Guy dies in front of your, your hammered. You call 911 and identify yourself as a medic and say this guy just died. Dispatcher pleads with you to start CPR and you don't...makes a great news story....

If your smashed and you call 9-1-1 I would be willing to bet a fair number of you guys would identify yourself as medics (knowingly or unknowingly). 


The scenario is if you are inebriated, not drinking a bit.


----------



## teedubbyaw (Nov 22, 2013)

Yet again, why would you identify yourself? Why would anyone get your number if you call 911, other than dispatch? 

Are you drunk right now?


----------



## Tigger (Nov 22, 2013)

Rialaigh said:


> I don't tell anyone. That said I could see this scenario playing out
> 
> Guy dies in front of your, your hammered. You call 911 and identify yourself as a medic and say this guy just died. Dispatcher pleads with you to start CPR and you don't...makes a great news story....
> 
> ...



For me to admit to being an EMT over the phone to a dispatcher, I think I'd have to be so intoxicated that I couldn't even use the phone to begin with.


----------



## DesertMedic66 (Nov 22, 2013)

Tigger said:


> For me to admit to being an EMT over the phone to a dispatcher, I think I'd have to be so intoxicated that I couldn't even use the phone to begin with.
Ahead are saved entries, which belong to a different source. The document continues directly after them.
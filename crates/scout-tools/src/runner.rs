//! Runner - Tool execution engine
//!
//! Wraps every tool call in a timeout so a stuck lookup cannot hang the
//! step that requested it.

use crate::error::{Error, Result};
use crate::registry::{ToolRegistry, ToolResult};
use std::sync::Arc;
use std::time::{Duration, Instant};
use tokio::time::timeout;
use tracing::{debug, instrument, warn};

/// Configuration for the tool runner
#[derive(Debug, Clone)]
pub struct RunnerConfig {
    /// Timeout applied to each tool execution
    pub default_timeout: Duration,
}

impl Default for RunnerConfig {
    fn default() -> Self {
        Self {
            default_timeout: Duration::from_secs(10),
        }
    }
}

impl RunnerConfig {
    /// Create a new configuration with the given timeout
    #[must_use]
    pub fn new(default_timeout: Duration) -> Self {
        Self { default_timeout }
    }

    /// Set the default timeout
    #[must_use]
    pub fn with_timeout(mut self, timeout: Duration) -> Self {
        self.default_timeout = timeout;
        self
    }
}

/// Tool execution engine
pub struct ToolRunner {
    registry: Arc<ToolRegistry>,
    config: RunnerConfig,
}

impl ToolRunner {
    /// Create a new runner over a registry
    #[must_use]
    pub fn new(registry: Arc<ToolRegistry>, config: RunnerConfig) -> Self {
        Self { registry, config }
    }

    /// Get the underlying registry
    #[must_use]
    pub fn registry(&self) -> &Arc<ToolRegistry> {
        &self.registry
    }

    /// Execute a tool by name
    #[instrument(skip(self, input), fields(tool = %name))]
    pub async fn execute(&self, name: &str, input: serde_json::Value) -> Result<ToolResult> {
        let tool = self
            .registry
            .get(name)
            .ok_or_else(|| Error::NotFound(name.to_string()))?;

        tool.validate_input(&input)?;

        let start = Instant::now();
        debug!("Executing tool");

        match timeout(self.config.default_timeout, tool.execute(input)).await {
            Ok(result) => result,
            Err(_) => {
                let elapsed_ms = start.elapsed().as_millis() as u64;
                warn!(elapsed_ms, "Tool execution timed out");
                Err(Error::Timeout(elapsed_ms))
            }
        }
    }
}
This. Saying I'm an off duty EMT/medic is not going to make a difference when it comes to calling 911.


----------



## Rialaigh (Nov 22, 2013)

Tigger said:


> For me to admit to being an EMT over the phone to a dispatcher, I think I'd have to be so intoxicated that I couldn't even use the phone to begin with.



Pretty much the deffinition of inebriated. 

I can't remember the last time I was inebriated and able to use a phone well


I guess my point was this is the stuff that "good" news stories are made of. It's a situation I don't want to be around at all to start with.


----------



## jzero652 (Dec 2, 2013)

Call 911


----------



## firetender (Dec 2, 2013)

*Let him die!*

That's what we're talking about here, isn't it?

 But then again, if you're sober enough to recognize that he WILL die if you do nothing, that means you're sober enough to do something.

 If you're sober enough to do something and you stand around (or get crushed by all the off-duty medics running out of the bar!) well, maybe you should hope you never aspirate a hot dog at a bar. Scenario question; Is everyone present too drunk to be curious what made the person hit the floor in the first place? 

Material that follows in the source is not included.